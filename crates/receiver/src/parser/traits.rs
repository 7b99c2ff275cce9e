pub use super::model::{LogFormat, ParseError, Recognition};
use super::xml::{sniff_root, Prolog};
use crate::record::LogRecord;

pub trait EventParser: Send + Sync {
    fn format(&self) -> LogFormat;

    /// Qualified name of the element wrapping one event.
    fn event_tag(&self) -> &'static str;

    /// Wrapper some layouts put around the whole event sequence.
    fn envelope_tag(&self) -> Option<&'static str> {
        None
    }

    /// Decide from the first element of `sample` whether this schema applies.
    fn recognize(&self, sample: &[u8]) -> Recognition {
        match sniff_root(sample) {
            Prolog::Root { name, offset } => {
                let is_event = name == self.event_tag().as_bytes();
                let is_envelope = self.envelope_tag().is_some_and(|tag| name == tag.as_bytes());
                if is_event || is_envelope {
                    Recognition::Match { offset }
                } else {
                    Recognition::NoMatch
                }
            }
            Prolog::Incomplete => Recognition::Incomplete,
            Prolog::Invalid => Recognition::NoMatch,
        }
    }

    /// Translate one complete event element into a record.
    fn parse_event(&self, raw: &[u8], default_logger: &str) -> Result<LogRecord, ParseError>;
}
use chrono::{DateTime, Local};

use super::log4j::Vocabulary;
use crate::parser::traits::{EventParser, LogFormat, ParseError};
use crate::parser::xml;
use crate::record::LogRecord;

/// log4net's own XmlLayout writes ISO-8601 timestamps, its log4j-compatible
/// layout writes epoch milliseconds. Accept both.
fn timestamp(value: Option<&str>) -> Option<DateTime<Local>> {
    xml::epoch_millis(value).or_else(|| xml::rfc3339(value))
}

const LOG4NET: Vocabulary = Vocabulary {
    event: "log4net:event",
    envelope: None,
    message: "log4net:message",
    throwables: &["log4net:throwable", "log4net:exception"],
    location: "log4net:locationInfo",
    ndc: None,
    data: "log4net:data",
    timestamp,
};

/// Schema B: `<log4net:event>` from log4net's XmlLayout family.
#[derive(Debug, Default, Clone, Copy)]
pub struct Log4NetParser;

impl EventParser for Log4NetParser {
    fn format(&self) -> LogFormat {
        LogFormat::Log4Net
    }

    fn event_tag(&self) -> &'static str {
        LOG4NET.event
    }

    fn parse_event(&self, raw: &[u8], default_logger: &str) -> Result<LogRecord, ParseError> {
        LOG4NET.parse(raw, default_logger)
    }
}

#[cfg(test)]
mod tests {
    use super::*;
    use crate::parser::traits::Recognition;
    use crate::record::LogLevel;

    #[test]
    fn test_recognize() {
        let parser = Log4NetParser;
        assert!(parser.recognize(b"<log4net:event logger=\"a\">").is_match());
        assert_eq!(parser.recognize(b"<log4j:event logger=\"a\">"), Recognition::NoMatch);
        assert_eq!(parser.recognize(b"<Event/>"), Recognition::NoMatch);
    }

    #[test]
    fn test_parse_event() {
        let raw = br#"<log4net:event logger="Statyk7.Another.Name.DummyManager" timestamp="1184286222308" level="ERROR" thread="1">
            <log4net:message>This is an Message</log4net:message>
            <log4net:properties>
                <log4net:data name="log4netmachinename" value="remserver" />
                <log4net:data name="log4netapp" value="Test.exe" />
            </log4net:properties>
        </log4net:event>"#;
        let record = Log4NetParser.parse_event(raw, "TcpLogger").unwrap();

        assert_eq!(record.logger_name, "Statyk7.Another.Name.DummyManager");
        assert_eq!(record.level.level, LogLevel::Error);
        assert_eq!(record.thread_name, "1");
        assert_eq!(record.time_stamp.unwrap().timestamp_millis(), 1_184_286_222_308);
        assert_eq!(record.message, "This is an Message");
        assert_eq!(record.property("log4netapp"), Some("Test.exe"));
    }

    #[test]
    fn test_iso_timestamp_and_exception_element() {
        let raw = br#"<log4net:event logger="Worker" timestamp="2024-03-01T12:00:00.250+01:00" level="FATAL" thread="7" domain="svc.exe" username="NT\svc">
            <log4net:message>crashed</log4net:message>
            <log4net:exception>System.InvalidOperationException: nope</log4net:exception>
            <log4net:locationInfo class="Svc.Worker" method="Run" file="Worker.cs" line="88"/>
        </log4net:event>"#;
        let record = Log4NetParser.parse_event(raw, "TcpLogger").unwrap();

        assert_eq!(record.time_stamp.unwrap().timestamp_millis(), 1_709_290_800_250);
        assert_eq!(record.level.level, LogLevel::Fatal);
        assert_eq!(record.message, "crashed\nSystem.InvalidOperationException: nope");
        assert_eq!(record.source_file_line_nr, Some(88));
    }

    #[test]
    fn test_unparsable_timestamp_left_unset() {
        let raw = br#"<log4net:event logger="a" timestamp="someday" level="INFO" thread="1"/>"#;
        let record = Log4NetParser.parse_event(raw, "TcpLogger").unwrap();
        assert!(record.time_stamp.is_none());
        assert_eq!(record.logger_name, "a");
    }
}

+++++

• What you have to do
All of the material above should be printed again exactly as it is.

• Exercise output
filename crates/receiver/src/parser/traits.rs
repository 7b99c2ff275cce9e
pub use super::model::{LogFormat, ParseError, Recognition};
use super::xml::{sniff_root, Prolog};
use crate::record::LogRecord;

pub trait EventParser: Send + Sync {
    fn format(&self) -> LogFormat;

    /// Qualified name of the element wrapping one event.
    fn event_tag(&self) -> &'static str;

    /// Wrapper some layouts put around the whole event sequence.
    fn envelope_tag(&self) -> Option<&'static str> {
        None
    }

    /// Decide from the first element of `sample` whether this schema applies.
    fn recognize(&self, sample: &[u8]) -> Recognition {
        match sniff_root(sample) {
            Prolog::Root { name, offset } => {
                let is_event = name == self.event_tag().as_bytes();
                let is_envelope = self.envelope_tag().is_some_and(|tag| name == tag.as_bytes());
                if is_event || is_envelope {
                    Recognition::Match { offset }
                } else {
                    Recognition::NoMatch
                }
            }
            Prolog::Incomplete => Recognition::Incomplete,
            Prolog::Invalid => Recognition::NoMatch,
        }
    }

    /// Translate one complete event element into a record.
    fn parse_event(&self, raw: &[u8], default_logger: &str) -> Result<LogRecord, ParseError>;
}
use chrono::{DateTime, Local};

use super::log4j::Vocabulary;
use crate::parser::traits::{EventParser, LogFormat, ParseError};
use crate::parser::xml;
use crate::record::LogRecord;

/// log4net's own XmlLayout writes ISO-8601 timestamps, its log4j-compatible
/// layout writes epoch milliseconds. Accept both.
fn timestamp(value: Option<&str>) -> Option<DateTime<Local>> {
    xml::epoch_millis(value).or_else(|| xml::rfc3339(value))
}

const LOG4NET: Vocabulary = Vocabulary {
    event: "log4net:event",
    envelope: None,
    message: "log4net:message",
    throwables: &["log4net:throwable", "log4net:exception"],
    location: "log4net:locationInfo",
    ndc: None,
    data: "log4net:data",
    timestamp,
};

/// Schema B: `<log4net:event>` from log4net's XmlLayout family.
#[derive(Debug, Default, Clone, Copy)]
pub struct Log4NetParser;

impl EventParser for Log4NetParser {
    fn format(&self) -> LogFormat {
        LogFormat::Log4Net
    }

    fn event_tag(&self) -> &'static str {
        LOG4NET.event
    }

    fn parse_event(&self, raw: &[u8], default_logger: &str) -> Result<LogRecord, ParseError> {
        LOG4NET.parse(raw, default_logger)
    }
}

#[cfg(test)]
mod tests {
    use super::*;
    use crate::parser::traits::Recognition;
    use crate::record::LogLevel;

    #[test]
    fn test_recognize() {
        let parser = Log4NetParser;
        assert!(parser.recognize(b"<log4net:event logger=\"a\">").is_match());
        assert_eq!(parser.recognize(b"<log4j:event logger=\"a\">"), Recognition::NoMatch);
        assert_eq!(parser.recognize(b"<Event/>"), Recognition::NoMatch);
    }

    #[test]
    fn test_parse_event() {
        let raw = br#"<log4net:event logger="Statyk7.Another.Name.DummyManager" timestamp="1184286222308" level="ERROR" thread="1">
            <log4net:message>This is an Message</log4net:message>
            <log4net:properties>
                <log4net:data name="log4netmachinename" value="remserver" />
                <log4net:data name="log4netapp" value="Test.exe" />
            </log4net:properties>
        </log4net:event>"#;
        let record = Log4NetParser.parse_event(raw, "TcpLogger").unwrap();

        assert_eq!(record.logger_name, "Statyk7.Another.Name.DummyManager");
        assert_eq!(record.level.level, LogLevel::Error);
        assert_eq!(record.thread_name, "1");
        assert_eq!(record.time_stamp.unwrap().timestamp_millis(), 1_184_286_222_308);
        assert_eq!(record.message, "This is an Message");
        assert_eq!(record.property("log4netapp"), Some("Test.exe"));
    }

    #[test]
    fn test_iso_timestamp_and_exception_element() {
        let raw = br#"<log4net:event logger="Worker" timestamp="2024-03-01T12:00:00.250+01:00" level="FATAL" thread="7" domain="svc.exe" username="NT\svc">
            <log4net:message>crashed</log4net:message>
            <log4net:exception>System.InvalidOperationException: nope</log4net:exception>
            <log4net:locationInfo class="Svc.Worker" method="Run" file="Worker.cs" line="88"/>
        </log4net:event>"#;
        let record = Log4NetParser.parse_event(raw, "TcpLogger").unwrap();

        assert_eq!(record.time_stamp.unwrap().timestamp_millis(), 1_709_290_800_250);
        assert_eq!(record.level.level, LogLevel::Fatal);
        assert_eq!(record.message, "crashed\nSystem.InvalidOperationException: nope");
        assert_eq!(record.source_file_line_nr, Some(88));
    }

    #[test]
    fn test_unparsable_timestamp_left_unset() {
        let raw = br#"<log4net:event logger="a" timestamp="someday" level="INFO" thread="1"/>"#;
        let record = Log4NetParser.parse_event(raw, "TcpLogger").unwrap();
        assert!(record.time_stamp.is_none());
        assert_eq!(record.logger_name, "a");
    }
}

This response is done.